What you see: Grayish areas on your boiled potatoes.
What it is: The technical term for this is after-cooking darkening, ACD for short.
Eat or toss: Eat! Gray areas that appear on potatoes after boiling are safe to eat; they’re just showcasing some color-changing chemical reactions.
Gray areas on boiled potatoes are OK to eat
That ghostly gray coloring on your boiled potatoes is a harmless chemical reaction that won’t affect taste, nutrition, safety or texture. Read on for why this happens and how you can, and can’t, prevent this dark drama.
After-cooking darkening, starring iron and chlorogenic acid
Consider some raw potatoes.
Along with loads of starch, vitamin C and other potato-y goodness, they contain iron and chlorogenic acid, an antioxidant that comes in handy for things like warding off insect invaders.
Now we’re going to boil these potatoes. You can’t see it happening in the image below, but the heat is helping iron hitch onto the chlorogenic acid, giving us ferri-chlorogenic acid, which is colorless.
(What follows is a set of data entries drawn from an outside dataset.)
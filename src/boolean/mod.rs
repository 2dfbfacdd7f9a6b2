// SPDX-License-Identifier: Apache-2.0
// Copyright (c) 2025 Polyframe Inc.

//! Boolean operations on solid bodies
//!
//! Union, subtraction, and intersection all run the same pipeline: every
//! face of each input is split against the other body, the fragments the
//! operation keeps become new faces, and those are glued into shells and
//! assembled into a fresh body. The inputs are never modified.
//!
//! Geometric failure is an outcome, not an error: an empty result or a
//! disjoint intersection reports `success: false` with a message, while
//! `Err` is reserved for stale handles and internal corruption.

mod classify;
mod split;

use ahash::AHashMap;
use serde::{Deserialize, Serialize};

use crate::error::{KernelError, Result};
use crate::geometry::Plane;
use crate::mesh::face_triangles;
use crate::topo::{BodyId, FaceId, TopoModel, VertexId};

use split::{contour_area, lift, split_face, Contour, Fragment};

/// Boolean operator selection.
#[derive(Debug, Clone, Copy, PartialEq, Eq, Serialize, Deserialize)]
pub enum BooleanOp {
    Union,
    Subtract,
    Intersect,
}

/// Options for [`boolean_operation`].
#[derive(Debug, Clone, Copy, PartialEq, Eq, Serialize, Deserialize)]
pub struct BooleanOptions {
    pub operation: BooleanOp,
}

impl BooleanOptions {
    pub fn new(operation: BooleanOp) -> Self {
        Self { operation }
    }
}

/// Outcome of a boolean operation.
#[derive(Debug, Clone, Serialize, Deserialize)]
pub struct BooleanResult {
    pub success: bool,
    /// The result body on success. The disjoint short-circuits hand back
    /// an input body; otherwise this is a newly built body.
    pub body: Option<BodyId>,
    pub warnings: Vec<String>,
    pub error: Option<String>,
}

impl BooleanResult {
    fn solid(body: BodyId, warnings: Vec<String>) -> Self {
        Self {
            success: true,
            body: Some(body),
            warnings,
            error: None,
        }
    }

    fn failed(message: impl Into<String>) -> Self {
        Self {
            success: false,
            body: None,
            warnings: Vec::new(),
            error: Some(message.into()),
        }
    }
}

/// Union of two bodies.
pub fn union(model: &mut TopoModel, a: BodyId, b: BodyId) -> Result<BooleanResult> {
    boolean_operation(model, a, b, &BooleanOptions::new(BooleanOp::Union))
}

/// First body minus the second.
pub fn subtract(model: &mut TopoModel, a: BodyId, b: BodyId) -> Result<BooleanResult> {
    boolean_operation(model, a, b, &BooleanOptions::new(BooleanOp::Subtract))
}

/// Volume common to both bodies.
pub fn intersect(model: &mut TopoModel, a: BodyId, b: BodyId) -> Result<BooleanResult> {
    boolean_operation(model, a, b, &BooleanOptions::new(BooleanOp::Intersect))
}

/// A fragment scheduled for rebuilding, in its source face's plane.
/// `flip` reverses orientation, used for subtracted tool faces whose
/// material side inverts.
struct FacePlan {
    plane: Plane,
    flip: bool,
    outer: Contour,
    holes: Vec<Contour>,
}

/// Run one boolean operation and assemble the result body.
pub fn boolean_operation(
    model: &mut TopoModel,
    body_a: BodyId,
    body_b: BodyId,
    options: &BooleanOptions,
) -> Result<BooleanResult> {
    model.body(body_a)?;
    model.body(body_b)?;
    let op = options.operation;

    let tol = model.tolerance();
    let bbox_a = model.body_bounding_box(body_a)?;
    let bbox_b = model.body_bounding_box(body_b)?;
    if !bbox_a.intersects(&bbox_b, &tol) {
        tracing::debug!(a = %body_a, b = %body_b, ?op, "bounding boxes disjoint");
        return Ok(match op {
            BooleanOp::Union => BooleanResult {
                success: true,
                body: Some(body_a),
                warnings: vec!["bodies are disjoint; result is multi-component".to_string()],
                error: None,
            },
            BooleanOp::Subtract => BooleanResult::solid(body_a, Vec::new()),
            BooleanOp::Intersect => BooleanResult::failed("bodies do not intersect"),
        });
    }
    let working = bbox_a.merge(&bbox_b);
    tracing::debug!(a = %body_a, b = %body_b, ?op, extent = ?working.size(), "operands overlap");

    // Split both boundaries read-only and decide which fragments survive.
    let mut plans: Vec<FacePlan> = Vec::new();
    for face in model.body_faces(body_a)? {
        let split = split_face(model, face, body_b)?;
        let plane = model.face(face)?.plane;
        match op {
            // Coincident regions survive exactly once, from this side.
            // Anti-facing contact stays from both sides and becomes an
            // interior double wall, which gluing pairs off by itself.
            BooleanOp::Union => {
                push_plans(&mut plans, &plane, split.outside, false);
                push_plans(&mut plans, &plane, split.on_same, false);
                push_plans(&mut plans, &plane, split.on_anti, false);
            }
            BooleanOp::Subtract => {
                push_plans(&mut plans, &plane, split.outside, false);
                push_plans(&mut plans, &plane, split.on_anti, false);
            }
            BooleanOp::Intersect => {
                push_plans(&mut plans, &plane, split.inside, false);
                push_plans(&mut plans, &plane, split.on_same, false);
            }
        }
    }
    for face in model.body_faces(body_b)? {
        let split = split_face(model, face, body_a)?;
        let plane = model.face(face)?.plane;
        match op {
            BooleanOp::Union => {
                push_plans(&mut plans, &plane, split.outside, false);
                push_plans(&mut plans, &plane, split.on_anti, false);
            }
            // Subtracted tool faces cap the cavity with reversed
            // orientation; material now lies on their other side.
            BooleanOp::Subtract => {
                push_plans(&mut plans, &plane, split.inside, true);
            }
            BooleanOp::Intersect => {
                push_plans(&mut plans, &plane, split.inside, false);
            }
        }
    }

    if plans.is_empty() {
        return Ok(BooleanResult::failed(match op {
            BooleanOp::Union => "union produced no faces",
            BooleanOp::Subtract => "subtraction removed the entire body",
            BooleanOp::Intersect => "intersection is empty; bodies do not intersect",
        }));
    }

    // Rebuild the kept fragments as faces. Slivers that collapse under
    // vertex welding are dropped; real topology errors abort.
    let mut faces = Vec::with_capacity(plans.len());
    for plan in &plans {
        match build_face(model, plan) {
            Ok(face) => faces.push(face),
            Err(KernelError::DegenerateGeometry(reason)) => {
                tracing::debug!(%reason, "discarding degenerate fragment");
            }
            Err(other) => return Err(other),
        }
    }
    if faces.is_empty() {
        return Ok(BooleanResult::failed("no usable faces survived the operation"));
    }

    let mut warnings = Vec::new();
    model.glue_faces(&faces)?;
    let unglued = count_unglued(model, &faces)?;
    if unglued > 0 {
        tracing::warn!(unglued, "result shell is not closed");
        warnings.push(format!(
            "result shell is not closed: {unglued} unglued half-edges"
        ));
    }

    let components = connected_components(model, &faces)?;
    assemble_body(model, components, warnings)
}

fn push_plans(plans: &mut Vec<FacePlan>, plane: &Plane, fragments: Vec<Fragment>, flip: bool) {
    for fragment in fragments {
        plans.push(FacePlan {
            plane: *plane,
            flip,
            outer: fragment.outer,
            holes: fragment.holes,
        });
    }
}

/// Lift a planned fragment back into 3D and create its face. Welding
/// reuses existing vertices, so seams between fragments share vertices
/// and gluing can pair their half-edges.
fn build_face(model: &mut TopoModel, plan: &FacePlan) -> Result<FaceId> {
    let outer = ring_vertices(model, plan, &plan.outer)?;
    let mut holes = Vec::with_capacity(plan.holes.len());
    for hole in &plan.holes {
        holes.push(ring_vertices(model, plan, hole)?);
    }
    model.create_face(&outer, &holes)
}

fn ring_vertices(model: &mut TopoModel, plan: &FacePlan, path: &Contour) -> Result<Vec<VertexId>> {
    let (u, v) = plan.plane.basis();
    // Outer rings wind counterclockwise about the plane normal; a
    // flipped face reverses that so its derived normal flips too.
    let want_ccw = !plan.flip;
    let is_ccw = contour_area(path) > 0.0;
    let mut ordered: Vec<[f64; 2]> = path.clone();
    if is_ccw != want_ccw {
        ordered.reverse();
    }

    let mut ring = Vec::with_capacity(ordered.len());
    for p in &ordered {
        ring.push(model.create_vertex(lift(&plan.plane, &u, &v, p[0], p[1]))?);
    }
    Ok(ring)
}

fn count_unglued(model: &TopoModel, faces: &[FaceId]) -> Result<usize> {
    let mut unglued = 0;
    for &face in faces {
        for loop_id in model.face_loops(face)? {
            for he in model.loop_half_edges(loop_id)? {
                if model.half_edge(he?)?.twin.is_none() {
                    unglued += 1;
                }
            }
        }
    }
    Ok(unglued)
}

/// Group faces into connected components across glued twins.
fn connected_components(model: &TopoModel, faces: &[FaceId]) -> Result<Vec<Vec<FaceId>>> {
    let index: AHashMap<FaceId, usize> =
        faces.iter().enumerate().map(|(i, &f)| (f, i)).collect();
    let mut visited = vec![false; faces.len()];
    let mut components = Vec::new();

    for start in 0..faces.len() {
        if visited[start] {
            continue;
        }
        visited[start] = true;
        let mut stack = vec![faces[start]];
        let mut component = Vec::new();
        while let Some(face) = stack.pop() {
            component.push(face);
            for loop_id in model.face_loops(face)? {
                for he in model.loop_half_edges(loop_id)? {
                    let Some(twin) = model.half_edge(he?)?.twin else {
                        continue;
                    };
                    let neighbor = model.loop_face(model.half_edge(twin)?.loop_id)?;
                    if let Some(&i) = index.get(&neighbor) {
                        if !visited[i] {
                            visited[i] = true;
                            stack.push(neighbor);
                        }
                    }
                }
            }
        }
        components.push(component);
    }
    Ok(components)
}

/// Signed volume enclosed by a set of faces, by the divergence theorem
/// over their triangles. Positive when normals point outward.
fn component_volume(model: &TopoModel, faces: &[FaceId]) -> Result<f64> {
    let mut volume = 0.0;
    for &face in faces {
        let (points, triangles) = face_triangles(model, face)?;
        for [a, b, c] in triangles {
            let (v0, v1, v2) = (points[a], points[b], points[c]);
            volume += v0.coords.dot(&v1.coords.cross(&v2.coords)) / 6.0;
        }
    }
    Ok(volume)
}

/// Sort components by signed volume and attach them to one body: the
/// largest positive component is the outer shell, negative components
/// bound voids, and further positive components are disconnected pieces
/// kept as extra shells with a warning.
fn assemble_body(
    model: &mut TopoModel,
    components: Vec<Vec<FaceId>>,
    mut warnings: Vec<String>,
) -> Result<BooleanResult> {
    let mut measured = Vec::with_capacity(components.len());
    for component in components {
        let volume = component_volume(model, &component)?;
        measured.push((component, volume));
    }
    measured.sort_by(|a, b| b.1.total_cmp(&a.1));

    if measured[0].1 <= 0.0 {
        // Nothing encloses positive volume; scrap the rebuilt faces.
        for (component, _) in &measured {
            for &face in component {
                model.delete_face(face)?;
            }
        }
        return Ok(BooleanResult::failed(
            "result encloses no positive volume",
        ));
    }

    let mut parts = measured.into_iter();
    let (outer_faces, _) = parts.next().unwrap();
    let outer_shell = model.create_shell(&outer_faces)?;

    let mut inner_shells = Vec::new();
    let mut disconnected = 0usize;
    for (component, volume) in parts {
        if volume > 0.0 {
            disconnected += 1;
        }
        inner_shells.push(model.create_shell(&component)?);
    }
    if disconnected > 0 {
        tracing::warn!(disconnected, "result has disconnected components");
        warnings.push(format!(
            "result is multi-component: {disconnected} disconnected piece(s) kept as extra shells"
        ));
    }

    let body = model.create_body(outer_shell, &inner_shells)?;
    #[cfg(debug_assertions)]
    if warnings.is_empty() {
        let report = crate::topo::validate_body(model, body)?;
        debug_assert!(
            report.valid,
            "boolean result failed validation: {:?}",
            report.errors
        );
    }
    Ok(BooleanResult::solid(body, warnings))
}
So far, we’ve rewired the potatoes’ chemistry a bit, but nothing has happened to cause a color change.
Enter, air.
After you remove potatoes from the cooking water, ferri-chlorogenic acid slowly mixes with oxygen, creating a color that can range from gray to black to purple to bluish.
The color change is gradual. So potatoes that seem fine when you put your dinner leftovers in the fridge may not show off their smokey new look until morning.
Scientists call this “After-Cooking Darkening.” I like to think of it as Potatoes, After Dark.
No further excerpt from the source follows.